Below are the entries; return every line among them that holds the word "info".

Dataset entries:
______________________________

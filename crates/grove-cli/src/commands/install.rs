//! `grove install` and `grove update`

use super::CommandContext;
use grove_config::{load_manifest, load_mirror_table, TomlManifestReader};
use grove_core::error::GroveResult;
use grove_lockfile::{load_lock, save_lock, LOCK_FILE_NAME};
use grove_resolver::{Resolution, Resolver, ResolverOptions};
use std::path::Path;
use std::sync::Arc;
use tracing::info;

/// Resolve the nearest manifest and write grove.lock next to it.
///
/// With `force_update` a fresh lock is ignored and resolution starts from scratch.
pub async fn execute(force_update: bool, ctx: &CommandContext) -> GroveResult<()> {
    let manifest_path = ctx.manifest_path()?;
    let project_dir = manifest_path.parent().unwrap_or_else(|| Path::new("."));
    let manifest = load_manifest(&manifest_path)?;
    let lock_path = project_dir.join(LOCK_FILE_NAME);
    let lock = load_lock(&lock_path)?;

    ctx.output.step("🌱", &format!("Resolving {}", manifest.name));

    let mirrors = load_mirror_table(ctx.loader.mirrors_path().as_std_path())?;
    let options = ResolverOptions {
        workers: ctx.config.workers,
        include_tests: ctx.config.include_tests,
        force_update,
        verify_lock: ctx.config.verify_lock,
        cancel: ctx.cancel.clone(),
    };
    let resolver = Resolver::new(
        Arc::new(ctx.open_cache()?),
        Arc::new(mirrors),
        Arc::new(TomlManifestReader),
        options,
    );

    let resolution = resolver.resolve(&manifest, lock.as_ref()).await?;
    report(&resolution, ctx);

    let unchanged = resolution.reused_lock && lock.as_ref() == Some(&resolution.snapshot);
    if unchanged {
        ctx.output.success(&format!("{} is up to date", LOCK_FILE_NAME));
    } else {
        save_lock(&resolution.snapshot, &lock_path)?;
        info!(path = %lock_path.display(), packages = resolution.snapshot.len(), "wrote lock");
        ctx.output.success(&format!(
            "Locked {} package{} in {}",
            resolution.snapshot.len(),
            if resolution.snapshot.len() == 1 { "" } else { "s" },
            LOCK_FILE_NAME
        ));
    }
    Ok(())
}

fn report(resolution: &Resolution, ctx: &CommandContext) {
    for package in &resolution.snapshot.packages {
        let pin = match &package.version {
            Some(version) => format!("{} ({})", version, short(&package.revision)),
            None => short(&package.revision).to_string(),
        };
        ctx.output.info(&format!("  {} {}", package.import_path, pin));
    }
    for warning in &resolution.warnings {
        ctx.output
            .warn(&format!("{} [{}]: {}", warning.import_path, warning.kind, warning.message));
    }
}

fn short(revision: &str) -> &str {
    revision.get(..12).unwrap_or(revision)
}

______________________________

Exercise result =
use tracing::info;
        info!(path = %lock_path.display(), packages = resolution.snapshot.len(), "wrote lock");
        ctx.output.info(&format!("  {} {}", package.import_path, pin));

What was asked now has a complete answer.